Economia 26 Ottobre 2022

Metaverso

Tutto parte dai “quanti”.

Tutto parte dai “quanti” che, come hanno cercato di spiegarmi, sono particelle un po’ bizzarre che possono assumere una serie infinita di conformazioni e diversi e molteplici stati. Così facendo si espandono a dismisura le possibilità, quasi infinite, di combinazioni. Il vecchio linguaggio digitale, che prevedeva per ogni carattere solo 256 combinazioni, si guadagna la meritata pensione.

I pensieri sono da capogiro: un computer quantico farebbe in pochi secondi un calcolo per il quale un attuale supercomputer impiegherebbe 10.000 anni. Si rende quindi disponibile quello che da alcuni decenni era già prospettato con l’Intelligenza Artificiale e con i Sistemi Esperti: rendere reale il virtuale. Insomma, più che reale, disponibile. Poiché credo che siamo ancora legati al primo senso che madre natura ci ha donato fin dai primi secondi di vita: il tatto, il piacere di toccare le cose, di sentirle.
Al netto, quindi, di una buona educazione nel saper distinguere il reale dal virtuale, il metaverso si presenta come un luogo di grande innovazione che, a detta di economisti, sociologi, scienziati e via dicendo cambierà le nostre vite. Si tratterà di costruire (e lo stanno già facendo) un mondo parallelo, dove si potranno sperimentare molte situazioni.
L’esempio più interessante e coinvolgente è quello della salute. I chirurghi potranno operare in modo simulato sul nostro corpo virtuale affetto dalle nostre stesse patologie e vedere, come diceva una vecchia canzone, l’effetto che fa. Potranno anche sbagliare e correggere gli errori senza causare danni. Potranno sperimentare alternative e scegliere la soluzione più efficace. Una volta consultatisi in equipe decideranno il da farsi sul nostro corpo reale, ma noi saremo sempre comunque autorizzati a rivolgerci alla speranza più che alla certezza.
Ebbene, per ricostruire tutto il nostro corpo nelle infinite funzioni e interazioni sarà assolutamente necessario affidarci al bizzarro e alquanto utile gioco dei quanti.
Il metaverso si sta affermando come spazio virtuale dove sarà possibile divertirsi, lavorare, incontrarsi, fare affari e acquistare beni.

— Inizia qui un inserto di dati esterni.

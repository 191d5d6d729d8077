//! ruta — interactive terminal route planner.
//!
//! Collects a board, start/goal markers and obstacles from stdin, then runs
//! the shortest-path search and renders the result with colored cells.

mod input;
mod render;

use std::io::{self, BufRead, Write};

use ruta_core::{Grid, Point};
use ruta_paths::shortest_path;

use crate::input::Command;

/// Default board: 6 rows x 9 columns.
const DEFAULT_WIDTH: i32 = 9;
const DEFAULT_HEIGHT: i32 = 6;

fn main() -> Result<(), Box<dyn std::error::Error>> {
    let stdin = io::stdin();
    let mut lines = stdin.lock().lines();

    let Some(mut grid) = setup_board(&mut lines)? else {
        return Ok(());
    };
    edit_obstacles(&mut lines, &mut grid)?;

    match shortest_path(&grid) {
        Some(path) => {
            log::debug!("route found with {} steps", path.len() - 1);
            println!("\nRoute found ({} steps):", path.len() - 1);
            print!("{}", render::render_board(&grid, &path));
        }
        None => println!("\nNo route exists with the current obstacles."),
    }
    Ok(())
}

/// Print `msg` and read one line. `None` on end of input.
fn prompt<B: BufRead>(lines: &mut io::Lines<B>, msg: &str) -> io::Result<Option<String>> {
    print!("{msg}");
    io::stdout().flush()?;
    match lines.next() {
        Some(line) => Ok(Some(line?)),
        None => Ok(None),
    }
}

/// Collect board dimensions and the start/goal markers, re-prompting on
/// invalid input. `None` when stdin closes before a board is complete.
fn setup_board<B: BufRead>(lines: &mut io::Lines<B>) -> io::Result<Option<Grid>> {
    loop {
        let Some(size_line) = prompt(
            lines,
            &format!("Board size as `rows cols` (enter for {DEFAULT_HEIGHT} {DEFAULT_WIDTH}): "),
        )?
        else {
            return Ok(None);
        };
        let (width, height) = if size_line.trim().is_empty() {
            (DEFAULT_WIDTH, DEFAULT_HEIGHT)
        } else {
            match input::parse_size(&size_line) {
                Some(size) => size,
                None => {
                    println!("Expected two numbers, e.g. `6 9`.");
                    continue;
                }
            }
        };

        let Some(start) = prompt_cell(lines, "Start cell as `row col`: ")? else {
            return Ok(None);
        };
        let Some(goal) = prompt_cell(lines, "Goal cell as `row col`: ")? else {
            return Ok(None);
        };

        match Grid::new(width, height, start, goal) {
            Ok(grid) => return Ok(Some(grid)),
            Err(err) => println!("{err}"),
        }
    }
}

/// Prompt until a well-formed cell is entered. `None` on end of input.
fn prompt_cell<B: BufRead>(lines: &mut io::Lines<B>, msg: &str) -> io::Result<Option<Point>> {
    loop {
        let Some(line) = prompt(lines, msg)? else {
            return Ok(None);
        };
        match input::parse_cell(&line) {
            Some(p) => return Ok(Some(p)),
            None => println!("Expected `row col`, e.g. `0 0`."),
        }
    }
}

/// Obstacle editing loop: render the board, apply `add`/`remove` commands,
/// stop on `done` or end of input.
fn edit_obstacles<B: BufRead>(lines: &mut io::Lines<B>, grid: &mut Grid) -> io::Result<()> {
    loop {
        print!("{}", render::render_board(grid, &[]));
        let Some(line) = prompt(lines, "Obstacles — `add R C`, `remove R C`, or `done`: ")?
        else {
            return Ok(());
        };
        let result = match input::parse_command(&line) {
            Some(Command::Add(p)) => grid.add_obstacle(p),
            Some(Command::Remove(p)) => grid.remove_obstacle(p),
            Some(Command::Done) => return Ok(()),
            None => {
                println!("Unrecognized command.");
                continue;
            }
        };
        if let Err(err) = result {
            println!("{err}");
        }
    }
}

Si stima che l’e-commerce nel 2028 raggiungerà la cifra di 900 miliardi di dollari, con un tasso di sviluppo del 40% annuo. Vasti settori commerciali e produttivi saranno interessati dalla possibilità di sperimentare soluzioni altrimenti costosissime. Il settore tessile, per esempio, potrà fare a meno delle modelle per le sfilate presentando collezioni del tutto virtuali. Come tutti i momenti di accelerazione del cambiamento alcune professioni subiranno un forte ridimensionamento, mentre altre si affermeranno. Si parla di architetti e di traghettatori delle aziende nel metaverso (Innovation manager), di designer di realtà aumentata in grado di creare mondi digitali immersivi, dove sono simulate le esigenze dell’utente o del cliente e le innovazioni con oggetti e servizi. Ci sarà bisogno di narratori (Storyteller) che mostrino agli utenti le potenzialità dell’offerta delle aziende, di organizzatori di mostre e fiere virtuali.
Occorreranno anche regole e sembra che l’Unione Europea, questa volta, si sia mossa abbastanza per tempo (con il Digital Services act e con il Digital Market Act), avendo tra l’altro destinato il 20% dei 723,8 miliardi del piano di resilienza alla trasformazione digitale.

L’Italia ha a disposizione 48 miliardi, nel contesto europeo, che la vedono ai primi posti negli investimenti nel digitale.
Vedremo cosa succederà: tra pandemie e guerre, è bello sperare che scienza ed economia abbiano sempre in serbo risorse di innovazione. In tutto questo c’è una cosa che, però, sconvolge. Sembra che il metaverso abbia il potere di far rivivere i defunti dando loro sembianze umane e facendoli muovere, parlare e anche interagire grazie alla grande capacità di elaborazione dei computer quantistici. Ecco, questo no. Preferisco la realtà della memoria dei miei cari per come li ho vissuti.